My next minor complaint is actually in the way the user interface displays damage. The damage you deal is displayed in numbers that are quite small, and always above the head of the whatever you are fighting. Thus, if you are fighting something very large, you won’t be able to see it.  In comparison to WoW (which I will continue to do, as the two games are VERY similar, probably on purpose), it’s just lackluster. WoW’s critical strike damage, the way the numbers popped into view and shook a little bit, made combat feel intense. Rift does some nice things with animations as well, where my shaman’s weapon attacks will crackle with electricity or what-have-you, but it’s just not as intense.  When the numbers are big, they help you see your character become more powerful as time goes on…which is one of the pulls of these types of games.  I still remember the first few times I saw numbers above 1000 in WoW, and how exciting that was to see.

Moving on to some praise, I like the class system. As described here, you start by picking one of four archetypes:  Warrior, Cleric, Rogue, or Mage.  Your very first quest in the game allows you to choose a Soul, which in WoW terms would be one tree of talents.  By the time you’re level 6, you will have acquired an additional 2. 

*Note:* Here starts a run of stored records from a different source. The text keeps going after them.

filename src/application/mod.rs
pub mod queries;
use std::fmt;
use std::str::FromStr;
use std::sync::Arc;

use ethers::abi::Abi;
use ethers::types::{Address, TransactionReceipt, H256};
use serde::{Deserialize, Serialize};

// ============ CONTRACT NAMES ============

/// Logical names of the contracts deployed for the DAO
#[derive(Debug, Clone, Copy, PartialEq, Eq, Hash, Serialize, Deserialize)]
pub enum ContractName {
    DAOToken,
    Governance,
    Treasury,
    ETHToken,
    Strategy,
    EntryPoint,
    SimpleAccountFactory,
    SimplePaymaster,
    AIAgentAccount,
    AIAgentEOA,
}

impl ContractName {
    /// Contracts every supported chain must have deployed.
    pub const REQUIRED: [ContractName; 5] = [
        ContractName::DAOToken,
        ContractName::Governance,
        ContractName::Treasury,
        ContractName::ETHToken,
        ContractName::Strategy,
    ];

    pub const ALL: [ContractName; 10] = [
        ContractName::DAOToken,
        ContractName::Governance,
        ContractName::Treasury,
        ContractName::ETHToken,
        ContractName::Strategy,
        ContractName::EntryPoint,
        ContractName::SimpleAccountFactory,
        ContractName::SimplePaymaster,
        ContractName::AIAgentAccount,
        ContractName::AIAgentEOA,
    ];

    /// Key used for this contract in the deployment artifacts
    pub fn as_str(&self) -> &'static str {
        match self {
            ContractName::DAOToken => "DAOToken",
            ContractName::Governance => "Governance",
            ContractName::Treasury => "Treasury",
            ContractName::ETHToken => "ETHToken",
            ContractName::Strategy => "Strategy",
            ContractName::EntryPoint => "EntryPoint",
            ContractName::SimpleAccountFactory => "SimpleAccountFactory",
            ContractName::SimplePaymaster => "SimplePaymaster",
            ContractName::AIAgentAccount => "AIAgentAccount",
            ContractName::AIAgentEOA => "AIAgentEOA",
        }
    }
}

impl fmt::Display for ContractName {
    fn fmt(&self, f: &mut fmt::Formatter<'_>) -> fmt::Result {
        f.write_str(self.as_str())
    }
}

impl FromStr for ContractName {
    type Err = String;

    fn from_str(s: &str) -> Result<Self, Self::Err> {
        ContractName::ALL
            .iter()
            .copied()
            .find(|name| name.as_str() == s)
            .ok_or_else(|| format!("Unknown contract name: {}", s))
    }
}

// ============ CHAIN CONFIGURATION TYPES ============

/// Native currency information
#[derive(Debug, Clone, Serialize)]
pub struct NativeCurrency {
    pub name: &'static str,
    pub symbol: &'static str,
    pub decimals: u8,
}

/// How transactions are priced on a chain
#[derive(Debug, Clone, Copy, PartialEq, Eq, Serialize)]
pub enum FeeModel {
    Legacy,
    Eip1559,
}

/// Static description of a supported network
#[derive(Debug, Clone, Serialize)]
pub struct ChainDescriptor {
    pub chain_id: u64,
    pub name: &'static str,
    /// Key of this chain in the deployment artifacts
    pub artifact_key: &'static str,
    /// Value of the `chain` parameter expected by the proposal backend
    pub backend_slug: &'static str,
    pub native_currency: NativeCurrency,
    pub rpc_urls: &'static [&'static str],
    pub explorer_url: &'static str,
    pub fee_model: FeeModel,
    #[serde(skip)]
    pub rpc_env_var: &'static str,
}

impl ChainDescriptor {
    pub fn default_rpc_url(&self) -> &'static str {
        self.rpc_urls[0]
    }

    pub fn transaction_url(&self, hash: H256) -> String {
        format!("{}/tx/{:?}", self.explorer_url, hash)
    }
}

// ============ CALL TYPES ============

/// A logical contract resolved on one chain
#[derive(Debug, Clone)]
pub struct ResolvedContract {
    pub name: ContractName,
    pub chain_id: u64,
    pub address: Address,
    pub abi: Arc<Abi>,
}

/// Result of a confirmed state-changing call
#[derive(Debug, Clone)]
pub struct WriteOutcome {
    pub transaction_hash: H256,
    pub receipt: TransactionReceipt,
}

impl WriteOutcome {
    pub fn block_number(&self) -> u64 {
        self.receipt.block_number.unwrap_or_default().as_u64()
    }
}
pub mod units;

pub use units::{bps_to_percent, divide_on_wei, multiply_on_wei, u256_to_f64, TOKEN_DECIMALS};
use ethers::abi::Token;
use ethers::middleware::Middleware;
use ethers::signers::{LocalWallet, Signer};
use ethers::types::{Address, Bytes, U256};
use tracing::{debug, info, warn};

use crate::application::queries::outputs::Outputs;
use crate::domain::errors::ContractError;
use crate::domain::models::{CastVoteResponse, ProposalDetails, ProposalState, VoteSupport, VoteTally};
use crate::infrastructure::contracts::config::get_chain_by_id;
use crate::infrastructure::contracts::event_utils::extract_vote_cast;
use crate::infrastructure::contracts::utils::{divide_on_wei, TOKEN_DECIMALS};
use crate::infrastructure::contracts::{ContractClient, ContractName, ContractReader, ContractRegistry};

const GOVERNANCE: ContractName = ContractName::Governance;

async fn read_governance<'f, R: ContractReader>(
    reader: &R,
    function: &'f str,
    args: Vec<Token>,
    chain_id: u64,
) -> Result<Outputs<'f>, ContractError> {
    let tokens = reader.read_contract(GOVERNANCE, function, args, chain_id).await?;
    Ok(Outputs::new(GOVERNANCE, function, tokens))
}

pub async fn proposal_count<R: ContractReader>(reader: &R, chain_id: u64) -> Result<u64, ContractError> {
    let count = read_governance(reader, "proposalCount", vec![], chain_id).await?.uint(0)?;
    u64::try_from(count).map_err(|_| ContractError::read(GOVERNANCE, "proposalCount", "count exceeds u64"))
}

/// Most recently created proposal, or `None` when there are none
pub async fn last_proposal<R: ContractReader>(reader: &R, chain_id: u64) -> Result<Option<ProposalDetails>, ContractError> {
    let count = proposal_count(reader, chain_id).await?;
    if count == 0 {
        debug!("No proposals on chain {}", chain_id);
        return Ok(None);
    }

    proposal_by_index(reader, count - 1, chain_id).await.map(Some)
}

/// Proposal stored at `index` together with its proposer
pub async fn proposal_by_index<R: ContractReader>(
    reader: &R,
    index: u64,
    chain_id: u64,
) -> Result<ProposalDetails, ContractError> {
    let details = read_governance(
        reader,
        "proposalDetailsAt",
        vec![Token::Uint(U256::from(index))],
        chain_id,
    )
    .await?;

    let proposal_id = details.uint(0)?;
    let target_contracts = details.addresses(1)?;
    let eth_spent = details.uints(2)?;
    let calldatas = details.bytes_list(3)?;
    let hashed_description = details.bytes32(4)?;

    let proposer = read_governance(reader, "proposalProposer", vec![Token::Uint(proposal_id)], chain_id)
        .await?
        .address(0)?;

    let execution_function = match (target_contracts.first(), calldatas.first()) {
        (Some(target), Some(calldata)) => describe_call(reader.registry(), chain_id, *target, calldata),
        _ => None,
    };

    Ok(ProposalDetails {
        index,
        proposal_id,
        proposer,
        target_contracts,
        eth_spent,
        calldatas,
        hashed_description,
        execution_function,
    })
}

/// Against, for and abstain weights of a proposal
pub async fn proposal_votes<R: ContractReader>(
    reader: &R,
    proposal_id: U256,
    chain_id: u64,
) -> Result<VoteTally, ContractError> {
    let votes = read_governance(reader, "proposalVotes", vec![Token::Uint(proposal_id)], chain_id).await?;
    let against = votes.uint(0)?;
    let for_votes = votes.uint(1)?;
    let abstain = votes.uint(2)?;
    let total = against
        .checked_add(for_votes)
        .and_then(|sum| sum.checked_add(abstain))
        .ok_or_else(|| ContractError::read(GOVERNANCE, "proposalVotes", "vote total overflows uint256"))?;

    Ok(VoteTally {
        against: divide_on_wei(against, TOKEN_DECIMALS),
        for_votes: divide_on_wei(for_votes, TOKEN_DECIMALS),
        abstain: divide_on_wei(abstain, TOKEN_DECIMALS),
        total: divide_on_wei(total, TOKEN_DECIMALS),
    })
}

pub async fn proposal_state<R: ContractReader>(
    reader: &R,
    proposal_id: U256,
    chain_id: u64,
) -> Result<ProposalState, ContractError> {
    let raw = read_governance(reader, "state", vec![Token::Uint(proposal_id)], chain_id)
        .await?
        .uint(0)?;
    u8::try_from(raw)
        .ok()
        .and_then(|value| ProposalState::try_from(value).ok())
        .ok_or_else(|| ContractError::read(GOVERNANCE, "state", format!("unknown proposal state {}", raw)))
}

pub async fn has_voted<R: ContractReader>(
    reader: &R,
    proposal_id: U256,
    account: Address,
    chain_id: u64,
) -> Result<bool, ContractError> {
    read_governance(
        reader,
        "hasVoted",
        vec![Token::Uint(proposal_id), Token::Address(account)],
        chain_id,
    )
    .await?
    .boolean(0)
}

/// Votes required for the proposal to pass, at its snapshot
pub async fn proposal_quorum<R: ContractReader>(
    reader: &R,
    proposal_id: U256,
    chain_id: u64,
) -> Result<f64, ContractError> {
    let snapshot = read_governance(reader, "proposalSnapshot", vec![Token::Uint(proposal_id)], chain_id)
        .await?
        .uint(0)?;
    let quorum = read_governance(reader, "quorum", vec![Token::Uint(snapshot)], chain_id)
        .await?
        .uint(0)?;
    Ok(divide_on_wei(quorum, TOKEN_DECIMALS))
}

/// Tally and state of a proposal, with its quorum once voting has opened.
///
/// A pending proposal's snapshot is still in the future and Governor's
/// `quorum` reverts for it, so quorum is only read for later states. A failed
/// quorum read leaves it unknown instead of failing the tally.
pub async fn proposal_vote_status<R: ContractReader>(
    reader: &R,
    proposal_id: U256,
    chain_id: u64,
) -> Result<(VoteTally, ProposalState, Option<f64>), ContractError> {
    let (tally, state) = tokio::try_join!(
        proposal_votes(reader, proposal_id, chain_id),
        proposal_state(reader, proposal_id, chain_id),
    )?;

    if state == ProposalState::Pending {
        return Ok((tally, state, None));
    }

    let quorum = match proposal_quorum(reader, proposal_id, chain_id).await {
        Ok(quorum) => Some(quorum),
        Err(e) => {
            warn!("Quorum of proposal {} on chain {} unavailable: {}", proposal_id, chain_id, e);
            None
        }
    };
    Ok((tally, state, quorum))
}

/// Cast a vote with `wallet` on the chain it is bound to
pub async fn cast_vote<M>(
    client: &ContractClient<M>,
    proposal_id: U256,
    support: VoteSupport,
    wallet: Option<&LocalWallet>,
) -> Result<CastVoteResponse, ContractError>
where
    M: Middleware + Clone + 'static,
{
    let args = vec![Token::Uint(proposal_id), Token::Uint(U256::from(support.as_u8()))];
    let outcome = client.write_contract(GOVERNANCE, "castVote", args, wallet).await?;

    // write_contract succeeded, so the wallet is present and its chain is supported
    let chain_id = wallet.map(|w| w.chain_id()).unwrap_or_default();
    let chain = get_chain_by_id(chain_id)?;
    let governance = client.registry().address(GOVERNANCE, chain_id)?;

    let weight = match extract_vote_cast(&outcome.receipt, governance) {
        Some(event) => Some(divide_on_wei(event.weight, TOKEN_DECIMALS)),
        None => {
            warn!("No VoteCast event in receipt {:?}", outcome.transaction_hash);
            None
        }
    };

    info!("Vote {:?} cast on proposal {} ({})", support, proposal_id, chain.name);
    Ok(CastVoteResponse {
        transaction_hash: outcome.transaction_hash,
        block_number: outcome.block_number(),
        explorer_url: chain.transaction_url(outcome.transaction_hash),
        weight,
    })
}

/// Render a proposal execution step as `Contract.function(args)` using the
/// ABIs of the contracts deployed on the chain. Calldata forwarded to another
/// known contract is rendered one level deep.
pub fn describe_call(registry: &ContractRegistry, chain_id: u64, target: Address, calldata: &Bytes) -> Option<String> {
    let contract = registry.contract_at(chain_id, target)?;
    let rendered = render_call(registry, chain_id, contract.name, calldata, 1)?;
    Some(format!("{}.{}", contract.name, rendered))
}

fn render_call(
    registry: &ContractRegistry,
    chain_id: u64,
    name: ContractName,
    calldata: &[u8],
    depth: usize,
) -> Option<String> {
    if calldata.len() < 4 {
        return None;
    }
    let abi = registry.abi(name, chain_id).ok()?;
    let (selector, input) = calldata.split_at(4);
    let function = abi.functions().find(|f| f.short_signature()[..] == *selector)?;
    let args = function.decode_input(input).ok()?;

    // A bytes argument following an address is treated as a call on that address
    let mut forwarded_to = None;
    let mut rendered = Vec::with_capacity(args.len());
    for arg in &args {
        let text = match arg {
            Token::Address(address) => {
                let known = registry.contract_at(chain_id, *address).map(|c| c.name);
                forwarded_to = known;
                match known {
                    Some(contract) => contract.to_string(),
                    None => format!("{:?}", address),
                }
            }
            Token::Bytes(inner) if depth > 0 => forwarded_to
                .and_then(|contract| render_call(registry, chain_id, contract, inner, depth - 1))
                .unwrap_or_else(|| render_token(arg)),
            other => render_token(other),
        };
        rendered.push(text);
    }

    Some(format!("{}({})", function.name, rendered.join(", ")))
}

fn render_token(token: &Token) -> String {
    match token {
        Token::Address(address) => format!("{:?}", address),
        Token::Uint(value) => value.to_string(),
        Token::Int(value) => ethers::types::I256::from_raw(*value).to_string(),
        Token::Bool(value) => value.to_string(),
        Token::String(value) => format!("{:?}", value),
        Token::Bytes(bytes) | Token::FixedBytes(bytes) => format!("0x{}", hex::encode(bytes)),
        Token::Array(items) | Token::FixedArray(items) => {
            format!("[{}]", items.iter().map(render_token).collect::<Vec<_>>().join(", "))
        }
        Token::Tuple(items) => format!("({})", items.iter().map(render_token).collect::<Vec<_>>().join(", ")),
    }
}
pub mod agents;
pub mod errors;
pub mod models;
pub mod session;

pub use agents::*;
pub use errors::*;
pub use models::*;
pub use session::*;
pub mod routes;

pub use routes::*;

In WoW, it would be like initially choosing “plate-wearer” for your class.  As your first quest you choose one of the talent trees held by warriors, paladins, or death knights.  If I took the warrior’s fury tree, I’d get my first few abilities based on that choice, say Bloodthirst and Battle Shout.  Then, at level 3 or 4, I get to choose another.  I’ll take the paladin’s retribution tree, and I get Crusader Strike and Blessing of Kings.  Finally at level 5 or 6 I get my final tree, and choose to pick up the death knight’s frost tree, which gives me Frost Strike and Icy Touch (or whatever).  As I level I can put my points in any of these trees as I see fit; there is a level-based restriction on how many you can havein each tree that I haven’t really bothered to figure out, but I haven’t leveled very far so I assume this is basically the case.

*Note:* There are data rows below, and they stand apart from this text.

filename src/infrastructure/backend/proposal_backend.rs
use reqwest::header::{HeaderValue, CONTENT_TYPE};
use reqwest::{Client, Method, Request, Url};
use tracing::{error, info};

use crate::domain::errors::BackendError;
use crate::infrastructure::contracts::config::get_chain_by_id;

/// Operations exposed by the proposal backend
#[derive(Debug, Clone, Copy, PartialEq, Eq)]
pub enum BackendAction {
    Propose,
    Execute,
}

impl BackendAction {
    fn path(&self) -> &'static str {
        match self {
            BackendAction::Propose => "propose",
            BackendAction::Execute => "execute",
        }
    }
}

/// HTTP client for the service that drafts and executes proposals
#[derive(Debug, Clone)]
pub struct ProposalBackendClient {
    client: Client,
    base_url: Url,
}

impl ProposalBackendClient {
    pub fn new(base_url: &str) -> Result<Self, BackendError> {
        let base_url = Url::parse(base_url).map_err(|e| BackendError::InvalidUrl {
            url: base_url.to_string(),
            reason: e.to_string(),
        })?;

        Ok(Self {
            client: Client::new(),
            base_url,
        })
    }

    /// Build the request for `action` on a chain without sending it
    pub fn build_request(&self, action: BackendAction, chain_id: u64) -> Result<Request, BackendError> {
        let chain = get_chain_by_id(chain_id).map_err(|_| BackendError::UnsupportedChain(chain_id))?;

        // Append to the base path; a prefix such as `/api` is kept
        let mut url = self.base_url.clone();
        url.path_segments_mut()
            .map_err(|_| BackendError::InvalidUrl {
                url: self.base_url.to_string(),
                reason: "URL cannot be a base".to_string(),
            })?
            .pop_if_empty()
            .push(action.path());
        url.query_pairs_mut().append_pair("chain", chain.backend_slug);

        let mut request = Request::new(Method::POST, url);
        request
            .headers_mut()
            .insert(CONTENT_TYPE, HeaderValue::from_static("application/json"));
        Ok(request)
    }

    /// Ask the backend to draft and submit a proposal on the chain
    pub async fn submit_proposal_creation(&self, chain_id: u64) -> Result<serde_json::Value, BackendError> {
        self.send(BackendAction::Propose, chain_id).await
    }

    /// Ask the backend to execute the pending proposal on the chain
    pub async fn execute_proposal_creation(&self, chain_id: u64) -> Result<serde_json::Value, BackendError> {
        self.send(BackendAction::Execute, chain_id).await
    }

    async fn send(&self, action: BackendAction, chain_id: u64) -> Result<serde_json::Value, BackendError> {
        let request = self.build_request(action, chain_id)?;
        info!("POST {}", request.url());

        let response = self.client.execute(request).await.map_err(|e| {
            error!("Proposal backend {} failed: {}", action.path(), e);
            BackendError::Http(e)
        })?;

        let status = response.status();
        if !status.is_success() {
            let body = response.text().await.unwrap_or_default();
            error!("Proposal backend {} returned {}: {}", action.path(), status, body);
            return Err(BackendError::Status {
                status: status.as_u16(),
                body,
            });
        }

        Ok(response.json::<serde_json::Value>().await?)
    }
}

#[cfg(test)]
mod tests {
    use super::*;

    fn backend() -> ProposalBackendClient {
        ProposalBackendClient::new("http://localhost:8000").unwrap()
    }

    #[test]
    fn test_propose_url_uses_backend_slug() {
        let request = backend().build_request(BackendAction::Propose, 11155111).unwrap();
        assert_eq!(request.method(), Method::POST);
        assert_eq!(request.url().as_str(), "http://localhost:8000/propose?chain=ethereum");
        assert_eq!(request.headers()[CONTENT_TYPE], "application/json");
        assert!(request.body().is_none());
    }

    #[test]
    fn test_execute_url_for_flow() {
        let request = backend().build_request(BackendAction::Execute, 545).unwrap();
        assert_eq!(request.url().as_str(), "http://localhost:8000/execute?chain=flow");
    }

    #[test]
    fn test_base_url_path_prefix_is_kept() {
        let backend = ProposalBackendClient::new("http://localhost:8000/api").unwrap();
        let request = backend.build_request(BackendAction::Propose, 11155111).unwrap();
        assert_eq!(request.url().as_str(), "http://localhost:8000/api/propose?chain=ethereum");

        let backend = ProposalBackendClient::new("http://localhost:8000/api/").unwrap();
        let request = backend.build_request(BackendAction::Execute, 545).unwrap();
        assert_eq!(request.url().as_str(), "http://localhost:8000/api/execute?chain=flow");
    }

    #[test]
    fn test_base_url_that_cannot_hold_a_path() {
        let backend = ProposalBackendClient::new("mailto:dao@example.com").unwrap();
        let err = backend.build_request(BackendAction::Propose, 11155111).unwrap_err();
        assert!(matches!(err, BackendError::InvalidUrl { .. }));
    }

    #[test]
    fn test_zircuit_keeps_backend_spelling() {
        let request = backend().build_request(BackendAction::Propose, 48898).unwrap();
        assert_eq!(request.url().query(), Some("chain=zuircuit"));
    }

    #[test]
    fn test_unknown_chain_is_rejected() {
        let err = backend().build_request(BackendAction::Propose, 1).unwrap_err();
        assert!(matches!(err, BackendError::UnsupportedChain(1)));
    }

    #[test]
    fn test_invalid_base_url() {
        let err = ProposalBackendClient::new("not a url").unwrap_err();
        assert!(matches!(err, BackendError::InvalidUrl { .. }));
    }
}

The four archetypes have 10 different souls each.  There is a great deal of combinations to choose from.  Obviously some will be better than others, but the freedom of experimentation is at once invigorating and overwhelming.  I checked out the soul trees at rift.zam.com before playing just to have a look see.  While putting points in it’s really easy to feel like you can do so much at once, and thus lose focus.  My first choice was to start a Cleric with the Justicar soul.  Clerics are going to likely be the mainstay healers of Rift, but there are some damage trees.  The Justicar is a melee combatant who does some healing to itself and its party by dealing melee damage.  It was also a healer and had some tanking potential from a look at the talents.  I would be playing with my girlfriend so this was appealing, I could simultaneously keep the mobs’ attention, keep us healed up, and help deal damage.

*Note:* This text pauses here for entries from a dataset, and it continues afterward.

use ethers::{
    abi::{Function, Token},
    middleware::SignerMiddleware,
    providers::{Http, Middleware, Provider},
    signers::{LocalWallet, Signer},
    types::{
        transaction::eip2718::TypedTransaction, Bytes, Eip1559TransactionRequest,
        TransactionRequest, U64,
    },
};
use std::collections::HashMap;
use std::future::Future;
use std::sync::Arc;
use tracing::{debug, info, warn};

use crate::domain::errors::{ContractError, WriteStage};
use crate::infrastructure::contracts::config::{get_chain_by_id, is_chain_supported, SUPPORTED_CHAINS};
use crate::infrastructure::contracts::registry::ContractRegistry;
use crate::infrastructure::contracts::types::*;

/// Read access to deployed contracts. Derived queries are written against
/// this trait so they can run on any chain client.
pub trait ContractReader: Send + Sync {
    fn registry(&self) -> &ContractRegistry;

    /// Call a view function and return its decoded outputs
    fn read_contract(
        &self,
        name: ContractName,
        function: &str,
        args: Vec<Token>,
        chain_id: u64,
    ) -> impl Future<Output = Result<Vec<Token>, ContractError>> + Send;

    fn resolve_contract(&self, name: ContractName, chain_id: u64) -> Result<ResolvedContract, ContractError> {
        self.registry().resolve(name, chain_id)
    }
}

// Chain-abstracted client for the DAO contracts. Holds one provider per
// supported chain and no other state.
#[derive(Clone)]
pub struct ContractClient<M = Provider<Http>> {
    registry: Arc<ContractRegistry>,
    providers: HashMap<u64, M>,
}

impl ContractClient<Provider<Http>> {
    /// Create HTTP providers for every supported chain. `rpc_overrides`
    /// replaces the default endpoint of a chain.
    pub fn connect(
        registry: Arc<ContractRegistry>,
        rpc_overrides: &HashMap<u64, String>,
    ) -> Result<Self, ContractError> {
        let mut providers = HashMap::new();
        for chain in SUPPORTED_CHAINS.iter() {
            let rpc_url = rpc_overrides
                .get(&chain.chain_id)
                .map(String::as_str)
                .unwrap_or_else(|| chain.default_rpc_url());

            let provider = Provider::<Http>::try_from(rpc_url)
                .map_err(|e| ContractError::RpcError(format!("{}: {}", rpc_url, e)))?;
            debug!("Provider for {} ({}) at {}", chain.name, chain.chain_id, rpc_url);
            providers.insert(chain.chain_id, provider);
        }

        Ok(Self { registry, providers })
    }
}

impl<M> ContractClient<M>
where
    M: Middleware + Clone + 'static,
{
    /// Build a client over existing providers keyed by chain ID
    pub fn with_providers(registry: Arc<ContractRegistry>, providers: HashMap<u64, M>) -> Self {
        Self { registry, providers }
    }

    pub fn registry(&self) -> &ContractRegistry {
        &self.registry
    }

    fn provider(&self, chain_id: u64) -> Result<&M, ContractError> {
        if !is_chain_supported(chain_id) {
            return Err(ContractError::UnsupportedChain(chain_id));
        }
        self.providers
            .get(&chain_id)
            .ok_or(ContractError::UnsupportedChain(chain_id))
    }

    /// Read a view function on a logical contract
    pub async fn read(
        &self,
        name: ContractName,
        function: &str,
        args: Vec<Token>,
        chain_id: u64,
    ) -> Result<Vec<Token>, ContractError> {
        let provider = self.provider(chain_id)?;
        let target = self.registry.resolve(name, chain_id)?;
        let abi_function = lookup_function(&target, function)
            .map_err(|reason| ContractError::read(name, function, reason))?;
        let data = abi_function
            .encode_input(&args)
            .map_err(|e| ContractError::read(name, function, e))?;

        debug!("eth_call {}.{} on chain {}", name, function, chain_id);
        let tx: TypedTransaction = TransactionRequest::new().to(target.address).data(data).into();
        let output = provider.call(&tx, None).await.map_err(|e| {
            warn!("Read of {}.{} on chain {} failed: {}", name, function, chain_id, e);
            ContractError::read(name, function, e)
        })?;

        abi_function
            .decode_output(&output)
            .map_err(|e| ContractError::read(name, function, format!("failed to decode output: {}", e)))
    }

    /// Simulate, sign, submit and confirm a state-changing call. The chain is
    /// the one the wallet is bound to.
    pub async fn write_contract(
        &self,
        name: ContractName,
        function: &str,
        args: Vec<Token>,
        wallet: Option<&LocalWallet>,
    ) -> Result<WriteOutcome, ContractError> {
        let wallet = wallet.ok_or(ContractError::WalletNotConnected)?;
        let chain_id = wallet.chain_id();
        let chain = get_chain_by_id(chain_id)?;
        let provider = self.provider(chain_id)?;
        let target = self.registry.resolve(name, chain_id)?;

        let abi_function = lookup_function(&target, function)
            .map_err(|reason| ContractError::write(name, function, WriteStage::Simulate, reason))?;
        let data = abi_function
            .encode_input(&args)
            .map_err(|e| ContractError::write(name, function, WriteStage::Simulate, e))?;
        let tx = build_transaction(chain.fee_model, wallet, &target, data.into());

        // Surface reverts before anything is signed
        provider.call(&tx, None).await.map_err(|e| {
            warn!("Simulation of {}.{} on {} reverted: {}", name, function, chain.name, e);
            ContractError::write(name, function, WriteStage::Simulate, e)
        })?;

        let client = SignerMiddleware::new(provider.clone(), wallet.clone());
        let pending_tx = client
            .send_transaction(tx, None)
            .await
            .map_err(|e| ContractError::write(name, function, WriteStage::Broadcast, e))?;
        let transaction_hash = pending_tx.tx_hash();
        info!("Submitted {}.{} on {}: {:?}", name, function, chain.name, transaction_hash);

        // Wait for the transaction to be mined
        let receipt = pending_tx
            .confirmations(1)
            .await
            .map_err(|e| ContractError::write(name, function, WriteStage::Confirm, e))?
            .ok_or_else(|| ContractError::write(name, function, WriteStage::Confirm, "No transaction receipt"))?;

        if receipt.status == Some(U64::zero()) {
            return Err(ContractError::write(
                name,
                function,
                WriteStage::Execution,
                format!("Transaction {:?} reverted", transaction_hash),
            ));
        }

        info!(
            "Confirmed {}.{} in block {}",
            name,
            function,
            receipt.block_number.unwrap_or_default()
        );
        Ok(WriteOutcome {
            transaction_hash,
            receipt,
        })
    }
}

impl<M> ContractReader for ContractClient<M>
where
    M: Middleware + Clone + 'static,
{
    fn registry(&self) -> &ContractRegistry {
        &self.registry
    }

    async fn read_contract(
        &self,
        name: ContractName,
        function: &str,
        args: Vec<Token>,
        chain_id: u64,
    ) -> Result<Vec<Token>, ContractError> {
        self.read(name, function, args, chain_id).await
    }
}

fn lookup_function<'a>(target: &'a ResolvedContract, function: &str) -> Result<&'a Function, String> {
    target
        .abi
        .function(function)
        .map_err(|_| format!("function {} not found in ABI of {}", function, target.name))
}

fn build_transaction(
    fee_model: FeeModel,
    wallet: &LocalWallet,
    target: &ResolvedContract,
    data: Bytes,
) -> TypedTransaction {
    match fee_model {
        FeeModel::Legacy => TransactionRequest::new()
            .from(wallet.address())
            .to(target.address)
            .data(data)
            .chain_id(wallet.chain_id())
            .into(),
        FeeModel::Eip1559 => Eip1559TransactionRequest::new()
            .from(wallet.address())
            .to(target.address)
            .data(data)
            .chain_id(wallet.chain_id())
            .into(),
    }
}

So to complement that, I tried Shaman for the next Soul.  The Shaman tree is heavy with melee damage, so it seemed a good second; more damage = more healing!  And then for the third, I was divided between Druid and Purifier.  The Druid was the only other melee-based Soul, but it also came with some pet management, which I didn’t want to deal with, so I ended up with Purifier which eventually would come with some dispel capabilities as well as improving healing a bit.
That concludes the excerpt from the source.